Saved data entries

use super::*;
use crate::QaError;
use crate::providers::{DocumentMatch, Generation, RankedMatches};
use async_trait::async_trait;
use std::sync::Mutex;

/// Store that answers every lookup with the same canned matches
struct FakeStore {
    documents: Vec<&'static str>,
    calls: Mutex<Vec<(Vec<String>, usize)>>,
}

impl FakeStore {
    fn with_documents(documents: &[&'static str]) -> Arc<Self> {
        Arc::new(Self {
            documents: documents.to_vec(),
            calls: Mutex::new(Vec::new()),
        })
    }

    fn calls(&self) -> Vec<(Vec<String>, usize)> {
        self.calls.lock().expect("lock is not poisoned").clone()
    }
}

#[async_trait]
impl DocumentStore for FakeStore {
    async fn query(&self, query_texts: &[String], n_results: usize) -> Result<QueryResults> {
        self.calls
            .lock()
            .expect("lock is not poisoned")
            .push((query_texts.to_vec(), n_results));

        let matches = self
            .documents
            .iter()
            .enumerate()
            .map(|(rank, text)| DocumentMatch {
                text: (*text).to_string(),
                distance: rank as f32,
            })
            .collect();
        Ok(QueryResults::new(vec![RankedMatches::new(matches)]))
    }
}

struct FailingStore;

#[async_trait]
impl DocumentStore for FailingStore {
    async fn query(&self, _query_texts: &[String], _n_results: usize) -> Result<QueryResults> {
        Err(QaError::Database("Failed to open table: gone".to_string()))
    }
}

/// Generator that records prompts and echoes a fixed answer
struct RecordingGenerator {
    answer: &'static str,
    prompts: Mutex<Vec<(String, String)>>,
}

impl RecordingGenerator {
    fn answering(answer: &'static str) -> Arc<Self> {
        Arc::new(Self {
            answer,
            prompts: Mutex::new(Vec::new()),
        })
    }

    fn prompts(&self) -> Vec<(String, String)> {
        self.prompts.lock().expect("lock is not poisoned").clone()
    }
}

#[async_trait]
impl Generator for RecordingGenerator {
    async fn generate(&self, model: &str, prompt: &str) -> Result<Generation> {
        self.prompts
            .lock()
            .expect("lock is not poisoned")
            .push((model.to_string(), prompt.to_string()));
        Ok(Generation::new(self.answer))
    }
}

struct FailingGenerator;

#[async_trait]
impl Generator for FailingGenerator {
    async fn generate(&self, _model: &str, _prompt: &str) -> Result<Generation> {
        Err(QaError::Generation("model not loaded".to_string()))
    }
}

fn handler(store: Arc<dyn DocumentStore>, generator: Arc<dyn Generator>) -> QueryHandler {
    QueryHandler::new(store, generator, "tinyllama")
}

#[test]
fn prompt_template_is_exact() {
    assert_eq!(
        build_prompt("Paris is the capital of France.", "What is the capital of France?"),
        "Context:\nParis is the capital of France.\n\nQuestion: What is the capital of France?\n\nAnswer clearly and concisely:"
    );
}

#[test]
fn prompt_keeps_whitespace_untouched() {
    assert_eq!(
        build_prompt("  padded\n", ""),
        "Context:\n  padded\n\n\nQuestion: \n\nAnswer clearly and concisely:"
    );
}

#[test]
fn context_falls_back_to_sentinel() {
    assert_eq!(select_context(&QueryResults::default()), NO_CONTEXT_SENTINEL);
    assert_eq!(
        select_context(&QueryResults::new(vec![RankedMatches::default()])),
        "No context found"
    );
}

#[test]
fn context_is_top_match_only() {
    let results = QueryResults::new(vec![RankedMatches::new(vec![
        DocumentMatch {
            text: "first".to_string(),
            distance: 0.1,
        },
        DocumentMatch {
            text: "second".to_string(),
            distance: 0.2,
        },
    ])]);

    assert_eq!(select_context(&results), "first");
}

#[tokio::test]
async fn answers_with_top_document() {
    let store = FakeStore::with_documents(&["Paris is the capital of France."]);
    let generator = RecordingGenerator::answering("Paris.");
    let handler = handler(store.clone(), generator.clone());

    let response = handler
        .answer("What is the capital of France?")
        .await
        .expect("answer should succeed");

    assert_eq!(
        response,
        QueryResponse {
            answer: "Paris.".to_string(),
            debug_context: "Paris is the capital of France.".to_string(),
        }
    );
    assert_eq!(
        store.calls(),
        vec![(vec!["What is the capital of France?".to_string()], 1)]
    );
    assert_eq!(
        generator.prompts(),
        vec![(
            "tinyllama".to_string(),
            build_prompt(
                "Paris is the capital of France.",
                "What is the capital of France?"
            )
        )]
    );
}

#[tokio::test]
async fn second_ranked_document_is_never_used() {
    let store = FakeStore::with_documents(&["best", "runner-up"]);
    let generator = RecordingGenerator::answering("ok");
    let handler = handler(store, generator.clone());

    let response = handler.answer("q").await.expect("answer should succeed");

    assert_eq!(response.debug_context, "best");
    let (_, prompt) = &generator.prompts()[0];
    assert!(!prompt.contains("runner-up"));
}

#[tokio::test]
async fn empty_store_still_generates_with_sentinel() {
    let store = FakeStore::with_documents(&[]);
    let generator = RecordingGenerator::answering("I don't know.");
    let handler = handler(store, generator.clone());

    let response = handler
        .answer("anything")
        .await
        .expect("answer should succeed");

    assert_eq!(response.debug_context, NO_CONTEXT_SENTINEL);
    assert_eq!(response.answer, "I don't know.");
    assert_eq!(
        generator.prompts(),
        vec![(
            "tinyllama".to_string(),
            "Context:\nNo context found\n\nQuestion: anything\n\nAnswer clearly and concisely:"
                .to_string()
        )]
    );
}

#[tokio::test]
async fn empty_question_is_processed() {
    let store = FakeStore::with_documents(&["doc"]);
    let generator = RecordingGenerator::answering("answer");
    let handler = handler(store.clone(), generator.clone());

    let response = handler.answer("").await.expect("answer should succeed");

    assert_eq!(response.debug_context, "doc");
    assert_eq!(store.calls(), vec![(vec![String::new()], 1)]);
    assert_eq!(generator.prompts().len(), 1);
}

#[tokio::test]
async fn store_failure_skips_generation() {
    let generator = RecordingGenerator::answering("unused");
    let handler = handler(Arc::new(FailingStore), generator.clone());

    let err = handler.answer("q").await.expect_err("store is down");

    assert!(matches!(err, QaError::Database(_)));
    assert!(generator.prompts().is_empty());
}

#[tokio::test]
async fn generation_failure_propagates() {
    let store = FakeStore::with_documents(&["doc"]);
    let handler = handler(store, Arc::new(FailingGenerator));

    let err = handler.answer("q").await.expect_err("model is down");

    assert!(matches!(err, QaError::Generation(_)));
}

--

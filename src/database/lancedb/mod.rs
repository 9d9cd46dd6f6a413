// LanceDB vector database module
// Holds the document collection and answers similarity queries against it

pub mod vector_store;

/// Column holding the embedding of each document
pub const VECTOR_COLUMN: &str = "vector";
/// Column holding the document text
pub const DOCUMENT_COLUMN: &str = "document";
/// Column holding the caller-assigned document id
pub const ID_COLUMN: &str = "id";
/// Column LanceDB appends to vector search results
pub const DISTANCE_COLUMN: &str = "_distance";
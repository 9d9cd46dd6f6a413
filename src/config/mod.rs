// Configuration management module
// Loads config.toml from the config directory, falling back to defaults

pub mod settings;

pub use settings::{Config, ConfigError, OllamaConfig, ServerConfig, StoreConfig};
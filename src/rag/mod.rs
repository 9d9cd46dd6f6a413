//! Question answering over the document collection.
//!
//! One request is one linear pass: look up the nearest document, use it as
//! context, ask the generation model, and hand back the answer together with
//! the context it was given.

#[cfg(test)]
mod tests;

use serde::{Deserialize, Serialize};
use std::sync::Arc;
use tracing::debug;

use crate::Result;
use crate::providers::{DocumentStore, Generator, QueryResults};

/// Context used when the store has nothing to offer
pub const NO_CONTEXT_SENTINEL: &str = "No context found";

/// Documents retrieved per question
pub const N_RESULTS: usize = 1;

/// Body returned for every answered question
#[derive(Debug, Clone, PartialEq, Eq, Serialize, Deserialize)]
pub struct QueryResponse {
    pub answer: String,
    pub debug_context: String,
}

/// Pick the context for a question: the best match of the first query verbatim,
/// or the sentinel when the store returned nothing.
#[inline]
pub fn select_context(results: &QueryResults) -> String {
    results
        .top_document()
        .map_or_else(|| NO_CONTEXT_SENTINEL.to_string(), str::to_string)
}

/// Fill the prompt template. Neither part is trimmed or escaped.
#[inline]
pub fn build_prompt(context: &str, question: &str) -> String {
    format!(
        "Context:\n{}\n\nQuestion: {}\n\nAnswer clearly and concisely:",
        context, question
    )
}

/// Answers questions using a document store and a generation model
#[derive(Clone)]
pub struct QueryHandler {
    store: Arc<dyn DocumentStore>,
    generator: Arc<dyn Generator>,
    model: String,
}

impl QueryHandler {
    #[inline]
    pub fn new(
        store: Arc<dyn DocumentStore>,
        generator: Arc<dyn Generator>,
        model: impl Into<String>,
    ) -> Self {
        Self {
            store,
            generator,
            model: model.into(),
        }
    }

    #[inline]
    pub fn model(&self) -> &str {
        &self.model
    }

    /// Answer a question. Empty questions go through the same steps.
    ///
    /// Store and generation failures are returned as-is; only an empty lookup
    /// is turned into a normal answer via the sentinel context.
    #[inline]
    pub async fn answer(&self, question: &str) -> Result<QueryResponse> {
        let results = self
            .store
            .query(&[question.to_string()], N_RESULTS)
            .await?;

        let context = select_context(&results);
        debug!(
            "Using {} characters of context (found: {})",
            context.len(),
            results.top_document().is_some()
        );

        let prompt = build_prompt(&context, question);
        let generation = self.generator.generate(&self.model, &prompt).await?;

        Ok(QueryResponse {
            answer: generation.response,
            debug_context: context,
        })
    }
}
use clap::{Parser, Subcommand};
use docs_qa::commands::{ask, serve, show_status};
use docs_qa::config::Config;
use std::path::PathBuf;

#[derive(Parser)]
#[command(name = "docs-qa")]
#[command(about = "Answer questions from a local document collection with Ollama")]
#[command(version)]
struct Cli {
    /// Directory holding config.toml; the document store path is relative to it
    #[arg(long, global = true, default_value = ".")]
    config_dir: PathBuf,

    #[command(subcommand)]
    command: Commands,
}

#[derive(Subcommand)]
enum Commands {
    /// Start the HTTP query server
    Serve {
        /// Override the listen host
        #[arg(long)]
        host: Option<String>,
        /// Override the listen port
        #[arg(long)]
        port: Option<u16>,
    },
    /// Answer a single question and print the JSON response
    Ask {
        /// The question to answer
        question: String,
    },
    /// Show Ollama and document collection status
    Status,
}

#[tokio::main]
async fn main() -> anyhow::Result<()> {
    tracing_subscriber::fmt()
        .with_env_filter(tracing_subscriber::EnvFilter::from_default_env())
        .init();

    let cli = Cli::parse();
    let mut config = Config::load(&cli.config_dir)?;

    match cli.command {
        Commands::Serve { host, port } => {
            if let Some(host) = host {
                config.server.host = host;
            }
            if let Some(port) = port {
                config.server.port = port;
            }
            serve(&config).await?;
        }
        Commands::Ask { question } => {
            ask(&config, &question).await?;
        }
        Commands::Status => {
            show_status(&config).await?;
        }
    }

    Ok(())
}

--

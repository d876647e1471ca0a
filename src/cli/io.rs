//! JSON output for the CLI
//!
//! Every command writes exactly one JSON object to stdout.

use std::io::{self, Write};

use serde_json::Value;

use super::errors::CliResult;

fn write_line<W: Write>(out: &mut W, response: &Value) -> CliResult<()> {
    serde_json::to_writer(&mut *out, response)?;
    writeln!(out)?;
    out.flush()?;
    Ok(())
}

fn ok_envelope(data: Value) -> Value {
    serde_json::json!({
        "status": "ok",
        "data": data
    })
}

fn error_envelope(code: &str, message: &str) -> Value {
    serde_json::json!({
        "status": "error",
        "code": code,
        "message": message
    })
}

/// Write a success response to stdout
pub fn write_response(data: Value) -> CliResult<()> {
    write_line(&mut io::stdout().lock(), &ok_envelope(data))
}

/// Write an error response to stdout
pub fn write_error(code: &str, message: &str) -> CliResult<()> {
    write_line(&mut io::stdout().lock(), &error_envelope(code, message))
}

**Your assignment**
Please give only the count of lines above containing "holding".

**Task output**
4